→ **AVAILABLE RECORDS**
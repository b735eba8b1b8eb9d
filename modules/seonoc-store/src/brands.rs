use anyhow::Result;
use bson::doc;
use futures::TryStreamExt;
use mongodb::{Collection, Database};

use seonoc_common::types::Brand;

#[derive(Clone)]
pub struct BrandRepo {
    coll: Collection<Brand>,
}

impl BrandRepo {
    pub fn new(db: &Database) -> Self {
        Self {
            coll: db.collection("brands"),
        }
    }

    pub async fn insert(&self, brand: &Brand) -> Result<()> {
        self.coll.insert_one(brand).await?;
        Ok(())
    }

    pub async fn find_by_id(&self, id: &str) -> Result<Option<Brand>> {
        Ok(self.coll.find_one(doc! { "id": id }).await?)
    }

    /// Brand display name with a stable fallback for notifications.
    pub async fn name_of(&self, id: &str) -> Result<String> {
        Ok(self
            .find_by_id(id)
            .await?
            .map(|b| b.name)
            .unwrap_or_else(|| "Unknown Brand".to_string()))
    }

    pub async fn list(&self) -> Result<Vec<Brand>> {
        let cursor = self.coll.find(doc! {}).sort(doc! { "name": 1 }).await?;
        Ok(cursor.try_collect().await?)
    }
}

--

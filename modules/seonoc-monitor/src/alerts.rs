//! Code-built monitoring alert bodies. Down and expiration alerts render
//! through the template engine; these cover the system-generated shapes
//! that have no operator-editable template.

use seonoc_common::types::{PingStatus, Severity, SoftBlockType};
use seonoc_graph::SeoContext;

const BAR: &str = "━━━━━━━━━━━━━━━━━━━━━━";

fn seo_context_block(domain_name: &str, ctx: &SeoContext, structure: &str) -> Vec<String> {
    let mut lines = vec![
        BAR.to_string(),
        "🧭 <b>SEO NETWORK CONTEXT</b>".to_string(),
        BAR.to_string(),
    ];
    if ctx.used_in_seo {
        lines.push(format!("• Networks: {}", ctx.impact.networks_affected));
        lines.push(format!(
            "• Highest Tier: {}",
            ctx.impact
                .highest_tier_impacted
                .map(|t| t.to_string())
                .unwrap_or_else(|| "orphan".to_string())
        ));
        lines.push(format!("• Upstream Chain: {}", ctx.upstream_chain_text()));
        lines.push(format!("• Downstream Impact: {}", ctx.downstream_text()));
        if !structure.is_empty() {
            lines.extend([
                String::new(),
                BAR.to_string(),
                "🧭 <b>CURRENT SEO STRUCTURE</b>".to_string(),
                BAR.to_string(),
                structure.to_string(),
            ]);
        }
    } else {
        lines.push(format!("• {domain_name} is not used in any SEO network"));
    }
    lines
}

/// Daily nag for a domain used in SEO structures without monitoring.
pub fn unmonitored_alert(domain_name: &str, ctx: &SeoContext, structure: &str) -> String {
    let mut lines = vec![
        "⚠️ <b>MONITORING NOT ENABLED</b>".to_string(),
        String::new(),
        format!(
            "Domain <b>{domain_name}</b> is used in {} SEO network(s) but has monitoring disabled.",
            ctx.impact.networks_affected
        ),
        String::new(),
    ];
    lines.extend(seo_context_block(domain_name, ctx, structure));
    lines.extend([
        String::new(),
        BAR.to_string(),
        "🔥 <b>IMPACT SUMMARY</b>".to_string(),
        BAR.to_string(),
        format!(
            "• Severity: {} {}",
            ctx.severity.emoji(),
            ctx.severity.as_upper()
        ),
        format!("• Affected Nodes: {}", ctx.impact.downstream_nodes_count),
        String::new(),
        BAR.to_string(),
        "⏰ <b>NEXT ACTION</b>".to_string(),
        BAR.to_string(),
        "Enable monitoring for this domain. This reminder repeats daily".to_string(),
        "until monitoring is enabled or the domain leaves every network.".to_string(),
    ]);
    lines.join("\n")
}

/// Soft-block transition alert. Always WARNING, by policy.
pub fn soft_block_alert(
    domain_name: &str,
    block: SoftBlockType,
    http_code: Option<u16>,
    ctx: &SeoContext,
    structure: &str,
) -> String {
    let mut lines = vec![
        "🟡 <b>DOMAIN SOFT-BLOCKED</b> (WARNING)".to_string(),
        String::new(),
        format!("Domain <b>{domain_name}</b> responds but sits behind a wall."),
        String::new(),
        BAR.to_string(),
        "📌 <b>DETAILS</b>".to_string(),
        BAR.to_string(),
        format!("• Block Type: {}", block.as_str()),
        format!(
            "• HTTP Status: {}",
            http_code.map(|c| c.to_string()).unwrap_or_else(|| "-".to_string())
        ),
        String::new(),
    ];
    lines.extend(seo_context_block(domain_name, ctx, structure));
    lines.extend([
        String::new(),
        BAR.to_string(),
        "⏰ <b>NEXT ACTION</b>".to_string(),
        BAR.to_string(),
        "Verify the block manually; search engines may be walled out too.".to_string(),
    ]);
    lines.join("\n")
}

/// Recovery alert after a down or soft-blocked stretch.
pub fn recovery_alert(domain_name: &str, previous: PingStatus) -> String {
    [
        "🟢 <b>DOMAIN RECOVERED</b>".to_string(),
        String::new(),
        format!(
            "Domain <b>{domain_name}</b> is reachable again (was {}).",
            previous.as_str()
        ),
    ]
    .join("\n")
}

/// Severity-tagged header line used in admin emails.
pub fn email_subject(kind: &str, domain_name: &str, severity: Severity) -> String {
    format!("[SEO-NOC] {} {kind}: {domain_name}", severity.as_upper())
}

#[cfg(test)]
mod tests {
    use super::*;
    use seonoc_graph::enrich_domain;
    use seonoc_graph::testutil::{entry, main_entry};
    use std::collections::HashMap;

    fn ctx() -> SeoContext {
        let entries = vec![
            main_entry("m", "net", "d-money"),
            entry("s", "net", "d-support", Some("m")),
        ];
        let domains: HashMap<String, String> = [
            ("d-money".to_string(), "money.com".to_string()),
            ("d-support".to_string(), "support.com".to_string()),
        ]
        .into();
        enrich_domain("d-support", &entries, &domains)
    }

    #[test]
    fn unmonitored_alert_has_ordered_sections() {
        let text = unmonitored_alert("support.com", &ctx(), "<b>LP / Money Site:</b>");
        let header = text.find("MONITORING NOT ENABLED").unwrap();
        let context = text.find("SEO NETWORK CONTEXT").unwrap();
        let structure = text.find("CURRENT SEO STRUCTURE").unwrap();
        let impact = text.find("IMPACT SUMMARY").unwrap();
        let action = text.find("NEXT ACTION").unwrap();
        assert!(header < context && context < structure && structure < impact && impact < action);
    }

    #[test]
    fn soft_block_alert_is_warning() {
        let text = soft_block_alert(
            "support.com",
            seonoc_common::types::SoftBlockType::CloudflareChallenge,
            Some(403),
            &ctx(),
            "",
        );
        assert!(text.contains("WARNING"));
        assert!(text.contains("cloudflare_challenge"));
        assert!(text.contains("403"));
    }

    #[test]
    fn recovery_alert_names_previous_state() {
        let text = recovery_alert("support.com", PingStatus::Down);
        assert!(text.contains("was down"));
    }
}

→ **PROBLEM DETAILS**
Say how many lines of the material hold the string "cursor", giving the number alone.

→ **REPLY**
2